PROBLEM STATEMENT —
This task calls for copying each line below that contains "close".

RECORDS PROVIDED —
"""

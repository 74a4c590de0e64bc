use async_graphql::*;
use uuid::Uuid;

use crate::graphql::types::{Comparison, Proposal, Request, Vendor};
use crate::services::store::ProcurementStore;
use crate::services::{ComparisonService, RequestService, SeaOrmStore, VendorService};

pub struct QueryRoot;

#[Object]
impl QueryRoot {
    async fn health(&self) -> &str {
        "OK"
    }

    async fn vendors(
        &self,
        ctx: &Context<'_>,
        #[graphql(default = false)] active_only: bool,
    ) -> Result<Vec<Vendor>> {
        let vendor_service = ctx.data::<VendorService>()?;

        let vendors = vendor_service
            .list_vendors(active_only)
            .await
            .map_err(|e| Error::new(format!("Failed to fetch vendors: {}", e)))?;

        Ok(vendors.into_iter().map(|v| v.into()).collect())
    }

    async fn vendor(&self, ctx: &Context<'_>, id: Uuid) -> Result<Option<Vendor>> {
        let vendor_service = ctx.data::<VendorService>()?;

        let vendor = vendor_service
            .get_vendor(id)
            .await
            .map_err(|e| Error::new(format!("Failed to fetch vendor: {}", e)))?;

        Ok(vendor.map(|v| v.into()))
    }

    async fn requests(&self, ctx: &Context<'_>) -> Result<Vec<Request>> {
        let request_service = ctx.data::<RequestService>()?;

        let requests = request_service
            .list_requests()
            .await
            .map_err(|e| Error::new(format!("Failed to fetch requests: {}", e)))?;

        Ok(requests.into_iter().map(|summary| summary.request.into()).collect())
    }

    async fn request(&self, ctx: &Context<'_>, id: Uuid) -> Result<Option<Request>> {
        let request_service = ctx.data::<RequestService>()?;

        let request = request_service
            .get_request(id)
            .await
            .map_err(|e| Error::new(format!("Failed to fetch request: {}", e)))?;

        Ok(request.map(|r| r.into()))
    }

    async fn proposals(&self, ctx: &Context<'_>, request_id: Uuid) -> Result<Vec<Proposal>> {
        let store = ctx.data::<SeaOrmStore>()?;

        let proposals = store
            .proposals_for_request(request_id)
            .await
            .map_err(|e| Error::new(format!("Failed to fetch proposals: {}", e)))?;

        Ok(proposals.into_iter().map(|p| p.into()).collect())
    }

    async fn proposal(&self, ctx: &Context<'_>, id: Uuid) -> Result<Option<Proposal>> {
        let store = ctx.data::<SeaOrmStore>()?;

        let proposal = store
            .find_proposal(id)
            .await
            .map_err(|e| Error::new(format!("Failed to fetch proposal: {}", e)))?;

        Ok(proposal.map(|p| p.into()))
    }

    /// Scores every proposal for the request and asks for a recommendation.
    /// Scoring problems show up as neutral scores, never as an error.
    async fn compare_proposals(&self, ctx: &Context<'_>, request_id: Uuid) -> Result<Comparison> {
        let comparison_service = ctx.data::<ComparisonService>()?;

        let comparison = comparison_service
            .compare(request_id)
            .await
            .map_err(|e| Error::new(format!("Failed to compare proposals: {}", e)))?;

        Ok(comparison.into())
    }
}
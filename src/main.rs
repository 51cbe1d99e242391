use std::fs;
use std::io::{self, Write};
use std::path::{Path, PathBuf};

use chatmark::{Config, Error, Result};
use clap::{Parser, ValueEnum};
use tracing_subscriber::EnvFilter;

#[derive(Parser)]
#[command(name = "chatmark")]
#[command(about = "Render chat markdown to HTML or JSON content nodes")]
struct Cli {
    /// Input Markdown file (reads stdin when absent or `-`)
    input: Option<PathBuf>,

    /// Output file (defaults to stdout)
    #[arg(short, long)]
    output: Option<PathBuf>,

    /// Output format
    #[arg(short, long, value_enum, default_value_t = Format::Html)]
    format: Format,

    /// Config file (defaults to chatmark.toml in the current directory, if present)
    #[arg(short, long)]
    config: Option<PathBuf>,

    /// Log debug output to stderr
    #[arg(short, long)]
    verbose: bool,
}

#[derive(Clone, Copy, ValueEnum)]
enum Format {
    Html,
    Json,
}

fn main() {
    let cli = Cli::parse();
    init_tracing(cli.verbose);

    if let Err(e) = run(&cli) {
        eprintln!("Error: {}", e);
        std::process::exit(1);
    }
}

fn init_tracing(verbose: bool) {
    let default = if verbose { "debug" } else { "warn" };
    let filter = EnvFilter::try_from_default_env().unwrap_or_else(|_| EnvFilter::new(default));
    tracing_subscriber::fmt()
        .with_env_filter(filter)
        .with_writer(io::stderr)
        .init();
}

fn run(cli: &Cli) -> Result<()> {
    let markdown = read_input(cli.input.as_deref())?;

    let rendered = match cli.format {
        Format::Html => {
            let config = match &cli.config {
                Some(path) => Config::from_path(path)?,
                None => Config::load(Path::new("chatmark.toml")),
            };
            chatmark::markdown_to_html_with_config(&markdown, &config)
        }
        Format::Json => {
            let nodes = chatmark::render(&markdown);
            let mut json = serde_json::to_string_pretty(&nodes)?;
            json.push('\n');
            json
        }
    };

    match &cli.output {
        Some(path) => {
            fs::write(path, rendered).map_err(|source| Error::Write {
                path: path.clone(),
                source,
            })?;
            tracing::info!(path = %path.display(), "wrote output");
        }
        None => {
            io::stdout()
                .write_all(rendered.as_bytes())
                .map_err(|source| Error::Write {
                    path: PathBuf::from("<stdout>"),
                    source,
                })?;
        }
    }

    Ok(())
}

fn read_input(input: Option<&Path>) -> Result<String> {
    match input {
        Some(path) if path != Path::new("-") => {
            fs::read_to_string(path).map_err(|source| Error::Read {
                path: path.to_path_buf(),
                source,
            })
        }
        _ => io::read_to_string(io::stdin()).map_err(|source| Error::Read {
            path: PathBuf::from("<stdin>"),
            source,
        }),
    }
}
use serde::Deserialize;

use crate::block::{ContentNode, Span};
use crate::inline::resolve_spans;

/// How emitters treat data rows whose length differs from the header's.
#[derive(Debug, Clone, Copy, Default, PartialEq, Eq, Deserialize)]
#[serde(rename_all = "snake_case")]
pub enum RaggedRows {
    /// Pad short rows with empty cells and drop cells past the last column.
    #[default]
    Pad,
    /// Emit every row exactly as parsed.
    AsIs,
}

/// Whether a trimmed line can open a table: at least three pipe-delimited segments.
pub fn starts_table(trimmed: &str) -> bool {
    trimmed.split('|').count() >= 3
}

/// Whether a line may continue a table that is already open.
pub fn continues_table(line: &str) -> bool {
    line.trim().contains('|')
}

/// Parse a run of pipe-delimited lines into a table.
///
/// Divider rows (`|---|:--|`) are dropped. The first surviving row becomes the
/// header. Returns `None` when fewer than two rows survive, leaving the caller
/// to treat the opening line as ordinary text.
pub fn parse_table(lines: &[&str]) -> Option<ContentNode> {
    let mut rows = lines
        .iter()
        .map(|line| line.trim())
        .filter(|row| !row.is_empty() && !is_divider(row))
        .map(|row| split_cells(row).into_iter().map(resolve_spans).collect::<Vec<_>>())
        .collect::<Vec<_>>();

    if rows.len() < 2 {
        tracing::trace!(rows = rows.len(), "too few table rows, not a table");
        return None;
    }

    let header = rows.remove(0);
    Some(ContentNode::Table { header, rows })
}

fn is_divider(row: &str) -> bool {
    row.chars()
        .all(|c| c == '-' || c == ':' || c == '|' || c.is_whitespace())
}

fn split_cells(row: &str) -> Vec<&str> {
    let mut cells: Vec<&str> = row.split('|').map(str::trim).collect();
    // Outer pipes leave an empty cell on each side
    if cells.first().is_some_and(|cell| cell.is_empty()) {
        cells.remove(0);
    }
    if cells.last().is_some_and(|cell| cell.is_empty()) {
        cells.pop();
    }
    cells
}

/// Cells of a data row laid out for a table with `columns` columns.
pub fn row_cells<'r>(row: &'r [Vec<Span>], columns: usize, policy: RaggedRows) -> Vec<&'r [Span]> {
    match policy {
        RaggedRows::Pad => (0..columns)
            .map(|i| row.get(i).map_or(&[][..], Vec::as_slice))
            .collect(),
        RaggedRows::AsIs => row.iter().map(Vec::as_slice).collect(),
    }
}
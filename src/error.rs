use std::io;
use std::path::PathBuf;

use thiserror::Error;

/// Errors from the fallible edges of the crate: config files and CLI I/O.
///
/// Rendering itself never fails.
#[derive(Debug, Error)]
pub enum Error {
    #[error("failed to read {}: {source}", path.display())]
    Read {
        path: PathBuf,
        #[source]
        source: io::Error,
    },

    #[error("failed to write {}: {source}", path.display())]
    Write {
        path: PathBuf,
        #[source]
        source: io::Error,
    },

    #[error("invalid config {}: {source}", path.display())]
    Config {
        path: PathBuf,
        #[source]
        source: toml::de::Error,
    },

    #[error("failed to serialize content nodes: {0}")]
    Json(#[from] serde_json::Error),
}

pub type Result<T, E = Error> = std::result::Result<T, E>;
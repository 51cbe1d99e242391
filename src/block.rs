use serde::Serialize;

/// Inline text spans with formatting.
///
/// Emphasis variants carry flat text: emphasis inside emphasis is not resolved.
#[derive(Debug, Clone, PartialEq, Eq, Serialize)]
#[serde(tag = "kind", content = "value", rename_all = "snake_case")]
pub enum Span {
    Text(String),
    Bold(String),
    Italic(String),
    Strikethrough(String),
    Code(String),
    Link { text: String, url: String },
}

impl Span {
    /// The literal text this span displays.
    pub fn text(&self) -> &str {
        match self {
            Span::Text(text)
            | Span::Bold(text)
            | Span::Italic(text)
            | Span::Strikethrough(text)
            | Span::Code(text) => text,
            Span::Link { text, .. } => text,
        }
    }
}

/// Concatenate the displayed text of a span sequence.
pub fn plain_text(spans: &[Span]) -> String {
    spans.iter().map(Span::text).collect()
}

/// Block-level elements produced by the renderer, in source line order
#[derive(Debug, Clone, PartialEq, Eq, Serialize)]
#[serde(tag = "kind", rename_all = "snake_case")]
pub enum ContentNode {
    Paragraph {
        spans: Vec<Span>,
    },
    Header {
        level: u8,
        spans: Vec<Span>,
    },
    ListItem {
        /// Leading whitespace characters before the marker
        depth: usize,
        /// Literal numbering token (`3.`) for ordered items
        ordinal: Option<String>,
        spans: Vec<Span>,
    },
    CodeBlock {
        language: Option<String>,
        raw_lines: Vec<String>,
    },
    Blockquote {
        spans: Vec<Span>,
    },
    Table {
        header: Vec<Vec<Span>>,
        rows: Vec<Vec<Vec<Span>>>,
    },
    Rule,
    Spacer,
}

impl ContentNode {
    /// Inline spans of nodes that carry a single run of them.
    pub fn spans(&self) -> Option<&[Span]> {
        match self {
            ContentNode::Paragraph { spans }
            | ContentNode::Header { spans, .. }
            | ContentNode::ListItem { spans, .. }
            | ContentNode::Blockquote { spans } => Some(spans),
            ContentNode::CodeBlock { .. }
            | ContentNode::Table { .. }
            | ContentNode::Rule
            | ContentNode::Spacer => None,
        }
    }
}
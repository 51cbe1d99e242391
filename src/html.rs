use crate::block::{ContentNode, Span};
use crate::config::Config;
use crate::table::row_cells;

/// Convert content nodes to an HTML fragment, one block per line
pub fn nodes_to_html(nodes: &[ContentNode], config: &Config) -> String {
    let mut out = String::new();
    for node in nodes {
        emit_node(node, config, &mut out);
    }
    out
}

fn emit_node(node: &ContentNode, config: &Config, out: &mut String) {
    match node {
        ContentNode::Paragraph { spans } => {
            out.push_str("<p>");
            spans_to_html(spans, config, out);
            out.push_str("</p>\n");
        }
        ContentNode::Header { level, spans } => {
            out.push_str(&format!("<h{level}>"));
            spans_to_html(spans, config, out);
            out.push_str(&format!("</h{level}>\n"));
        }
        ContentNode::ListItem {
            depth,
            ordinal,
            spans,
        } => {
            out.push_str("<div class=\"list-item\"");
            if *depth > 0 {
                let margin = *depth as f32 * config.list.indent_rem;
                out.push_str(&format!(" style=\"margin-left: {margin}rem\""));
            }
            out.push_str("><span class=\"list-marker\">");
            match ordinal {
                Some(ordinal) => escape_into(ordinal, out),
                None => out.push('•'),
            }
            out.push_str("</span><span>");
            spans_to_html(spans, config, out);
            out.push_str("</span></div>\n");
        }
        ContentNode::CodeBlock {
            language,
            raw_lines,
        } => {
            out.push_str("<div class=\"code-block\">");
            if let Some(lang) = language.as_deref().filter(|_| config.code.show_language) {
                out.push_str("<div class=\"code-language\">");
                escape_into(lang, out);
                out.push_str("</div>");
            }
            out.push_str("<pre><code>");
            escape_into(&raw_lines.join("\n"), out);
            out.push_str("</code></pre></div>\n");
        }
        ContentNode::Blockquote { spans } => {
            out.push_str("<blockquote><p>");
            spans_to_html(spans, config, out);
            out.push_str("</p></blockquote>\n");
        }
        ContentNode::Table { header, rows } => {
            table_to_html(header, rows, config, out);
        }
        ContentNode::Rule => {
            out.push_str("<hr>\n");
        }
        ContentNode::Spacer => {
            if config.blocks.render_spacers {
                out.push_str("<div class=\"spacer\"></div>\n");
            }
        }
    }
}

fn spans_to_html(spans: &[Span], config: &Config, out: &mut String) {
    for span in spans {
        span_to_html(span, config, out);
    }
}

fn span_to_html(span: &Span, config: &Config, out: &mut String) {
    let (open, close) = match span {
        Span::Text(text) => {
            escape_into(text, out);
            return;
        }
        Span::Link { text, url } => {
            out.push_str("<a href=\"");
            escape_into(url, out);
            out.push('"');
            if config.links.new_tab {
                out.push_str(" target=\"_blank\"");
                if !config.links.rel.is_empty() {
                    out.push_str(" rel=\"");
                    escape_into(&config.links.rel, out);
                    out.push('"');
                }
            }
            out.push('>');
            escape_into(text, out);
            out.push_str("</a>");
            return;
        }
        Span::Bold(_) => ("<strong>", "</strong>"),
        Span::Italic(_) => ("<em>", "</em>"),
        Span::Strikethrough(_) => ("<del>", "</del>"),
        Span::Code(_) => ("<code>", "</code>"),
    };
    out.push_str(open);
    escape_into(span.text(), out);
    out.push_str(close);
}

fn table_to_html(header: &[Vec<Span>], rows: &[Vec<Vec<Span>>], config: &Config, out: &mut String) {
    let col_count = header.len();

    out.push_str("<table>\n<thead><tr>");
    for cell in header {
        out.push_str("<th>");
        spans_to_html(cell, config, out);
        out.push_str("</th>");
    }
    out.push_str("</tr></thead>\n<tbody>\n");

    for row in rows {
        out.push_str("<tr>");
        for cell in row_cells(row, col_count, config.table.ragged_rows) {
            out.push_str("<td>");
            spans_to_html(cell, config, out);
            out.push_str("</td>");
        }
        out.push_str("</tr>\n");
    }

    out.push_str("</tbody>\n</table>\n");
}

/// Append `text` with HTML special characters replaced by entities.
fn escape_into(text: &str, out: &mut String) {
    let mut start = 0;
    for (index, byte) in text.bytes().enumerate() {
        let replacement = match byte {
            b'&' => "&amp;",
            b'"' => "&quot;",
            b'<' => "&lt;",
            b'>' => "&gt;",
            b'\'' => "&#39;",
            _ => continue,
        };
        out.push_str(&text[start..index]);
        out.push_str(replacement);
        start = index + 1;
    }
    out.push_str(&text[start..]);
}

"""

RESPONSE —
    let (open, close) = match span {
    out.push_str(close);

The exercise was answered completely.